To many women over 50, it is a big deal. Some of them still think it is. In fact, when I was in high school, and casting my eye on colleges, my guidance counselor (who I’m certain belonged to the pre-Gloria Steinem era), discouraged me from applying to Colgate University, saying, “that’s a man’s school.”
I, the daughter of a feminist, didn’t understand that. Was it because they didn’t have female dorms? Didn’t have any ladies’ rooms? I didn’t remember reading anything in the four-color brochure about a “no women allowed” policy or that Colgate was a “he-man woman-haters club,” like Spanky and Alfalfa formed in the Little Rascals cartoons to keep Darla out. And I was valedictorian of the freaking class, for God sakes. It’s not like I didn’t have the grades To get into Colgate and she was trying to soften the blow (like that would have made it any softer.)

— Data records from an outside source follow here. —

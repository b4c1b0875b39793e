//! Error handling for tvctl
//!
//! Provides the error types for every layer of the driver:
//! - Connection errors (device missing, unopenable, link lost)
//! - Protocol errors (malformed or rejected acknowledgement frames)
//! - Controller errors (state machine violations)
//!
//! Serial line configuration failures are not errors: they are reported as
//! [`LineConfigWarning`] values which callers log and move past.
//!
//! All error types use `thiserror` for ergonomic error handling.

use thiserror::Error;

/// Connection error type
///
/// Represents failures to reach the television over its serial line.
/// A connection error during open is fatal to the session.
#[derive(Error, Debug, Clone, PartialEq, Eq)]
pub enum ConnectionError {
    /// Device node does not exist
    #[error("Port not found: {port}")]
    PortNotFound {
        /// The device path that was not found.
        port: String,
    },

    /// Insufficient permissions on the device node
    #[error("Permission denied opening {port}")]
    PermissionDenied {
        /// The device path that could not be opened.
        port: String,
    },

    /// Failed to open port
    #[error("Failed to open port {port}: {reason}")]
    FailedToOpen {
        /// The device path that failed to open.
        port: String,
        /// The reason the port failed to open.
        reason: String,
    },

    /// Operation attempted on a closed link
    #[error("Link is not connected")]
    NotConnected,

    /// The stream ended or failed while a frame was expected
    #[error("Connection lost: {reason}")]
    ConnectionLost {
        /// The reason the connection was lost.
        reason: String,
    },

    /// I/O error on an open link
    #[error("I/O error: {reason}")]
    Io {
        /// The reason for the I/O error.
        reason: String,
    },
}

impl ConnectionError {
    /// Map an I/O error raised while opening `port`
    pub fn from_open_error(port: &str, err: &std::io::Error) -> Self {
        match err.kind() {
            std::io::ErrorKind::NotFound => ConnectionError::PortNotFound {
                port: port.to_string(),
            },
            std::io::ErrorKind::PermissionDenied => ConnectionError::PermissionDenied {
                port: port.to_string(),
            },
            _ => ConnectionError::FailedToOpen {
                port: port.to_string(),
                reason: err.to_string(),
            },
        }
    }
}

impl From<std::io::Error> for ConnectionError {
    fn from(err: std::io::Error) -> Self {
        match err.kind() {
            std::io::ErrorKind::UnexpectedEof | std::io::ErrorKind::BrokenPipe => {
                ConnectionError::ConnectionLost {
                    reason: err.to_string(),
                }
            }
            _ => ConnectionError::Io {
                reason: err.to_string(),
            },
        }
    }
}

/// Serial line attributes could not be applied.
///
/// Never fatal: the line may already be configured correctly, so the open
/// continues optimistically after this is logged.
#[derive(Error, Debug, Clone, PartialEq, Eq)]
#[error("Failed to configure serial line {port}: {reason}")]
pub struct LineConfigWarning {
    /// The device path being configured.
    pub port: String,
    /// Why configuration failed.
    pub reason: String,
}

/// Protocol error type
///
/// Raised while decoding acknowledgement frames. These are logged and the
/// frame is discarded; device state is left untouched.
#[derive(Error, Debug, Clone, PartialEq, Eq)]
pub enum ProtocolError {
    /// Frame does not have the `<code> <id> <status><payload>` shape
    #[error("Malformed frame {frame:?}: {reason}")]
    MalformedFrame {
        /// The offending frame, lossily decoded.
        frame: String,
        /// What was wrong with it.
        reason: String,
    },

    /// The device answered with a non-OK status
    #[error("Non-OK ack {status:?} for command {code:?}")]
    BadAck {
        /// The command code echoed by the device.
        code: String,
        /// The status the device returned.
        status: String,
    },

    /// The ack carries a code this controller does not issue
    #[error("Unrecognized command code {code:?}")]
    UnknownCommandCode {
        /// The unrecognized code.
        code: String,
    },

    /// The ack payload could not be interpreted
    #[error("Invalid payload {payload:?} for command {code:?}")]
    InvalidPayload {
        /// The command code the payload belongs to.
        code: String,
        /// The payload text.
        payload: String,
    },
}

/// Controller error type
#[derive(Error, Debug, Clone, PartialEq, Eq)]
pub enum ControllerError {
    /// Controller is not connected
    #[error("Controller not connected")]
    NotConnected,

    /// Controller is already connected
    #[error("Controller already connected")]
    AlreadyConnected,

    /// Command queue to the IO task is full
    #[error("Command queue full, dropped {command}")]
    QueueFull {
        /// The dropped command, as it would appear on the wire.
        command: String,
    },
}

/// Main error type for tvctl
///
/// A unified error type that can represent any error from all layers.
#[derive(Error, Debug)]
pub enum Error {
    /// Connection error
    #[error(transparent)]
    Connection(#[from] ConnectionError),

    /// Protocol error
    #[error(transparent)]
    Protocol(#[from] ProtocolError),

    /// Controller error
    #[error(transparent)]
    Controller(#[from] ControllerError),

    /// Standard I/O error
    #[error("I/O error: {0}")]
    Io(#[from] std::io::Error),

    /// Generic error
    #[error("{0}")]
    Other(String),
}

impl Error {
    /// Create an error from a string message
    pub fn other(msg: impl Into<String>) -> Self {
        Error::Other(msg.into())
    }

    /// Check if this is a connection error
    pub fn is_connection_error(&self) -> bool {
        matches!(self, Error::Connection(_))
    }

    /// Check if this is a protocol error
    pub fn is_protocol_error(&self) -> bool {
        matches!(self, Error::Protocol(_))
    }
}

/// Result type using Error
pub type Result<T> = std::result::Result<T, Error>;

#[cfg(test)]
mod tests {
    use super::*;
    use std::io;

    #[test]
    fn test_open_error_mapping() {
        let err = io::Error::new(io::ErrorKind::NotFound, "no such file");
        assert_eq!(
            ConnectionError::from_open_error("/dev/ttyUSB9", &err),
            ConnectionError::PortNotFound {
                port: "/dev/ttyUSB9".to_string()
            }
        );

        let err = io::Error::new(io::ErrorKind::PermissionDenied, "denied");
        assert!(matches!(
            ConnectionError::from_open_error("/dev/ttyUSB0", &err),
            ConnectionError::PermissionDenied { .. }
        ));

        let err = io::Error::new(io::ErrorKind::Other, "busy");
        assert!(matches!(
            ConnectionError::from_open_error("/dev/ttyUSB0", &err),
            ConnectionError::FailedToOpen { .. }
        ));
    }

    #[test]
    fn test_eof_is_connection_lost() {
        let err: ConnectionError = io::Error::new(io::ErrorKind::UnexpectedEof, "eof").into();
        assert!(matches!(err, ConnectionError::ConnectionLost { .. }));
    }

    #[test]
    fn test_error_classification() {
        let err: Error = ConnectionError::NotConnected.into();
        assert!(err.is_connection_error());
        assert!(!err.is_protocol_error());

        let err: Error = ProtocolError::UnknownCommandCode {
            code: "xx".to_string(),
        }
        .into();
        assert!(err.is_protocol_error());
        assert_eq!(err.to_string(), "Unrecognized command code \"xx\"");
    }
}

I’m hoping that this woman has either retired or changed her ways.
But this was so often the way with “women of a certain age.”
It’s true. If you don’t believe me, ask your mothers, your aunts, your grandmother – when they were newly minted young women, doing anything outside of what was considered “normal” was a big deal, or frankly, impossible. This meant that when you finished high school, you were expected to get married. If you didn’t have children right away, perhaps you would take on what was considered a “respectable” job for a young woman: secretary, teacher (elementary grades only), librarian, or nurse. And then, you were only expected to work until you gave birth to your first child. Then you stayed home with your children until they themselves left home or you overdosed on oven cleaner, whichever came first.
I once asked my mother in law, who passed away earlier this year from breast cancer at 67, why she married so young. She looked at me like I was crazy, and shrugged her shoulders. “That’s what you did,” she said. “That’s what you did back then. And if you didn’t,” she added, “you are considered… funny.”
And I don’t think she meant in the “ha ha” kind of way.
So those women who dismiss Gloria Steinem as a relic of a time long past, take a good look at how you got where you are: because you, and the women of your generation, are standing on her broad and strong shoulders. You were standing on the shoulders of Elizabeth Cady Stanton, of those “bluestocking” women who dared to go to work in the 30s and 40s, of women who were beaten and arrested for fighting to vote, of all the women who died from getting back alley abortions, and all the others who dared to break out of the mold that society had corseted them into – all because you were supported by the ones who dared to come first.
And if you forget that, remember what is said about those who don’t know history: they are doomed to repeat it.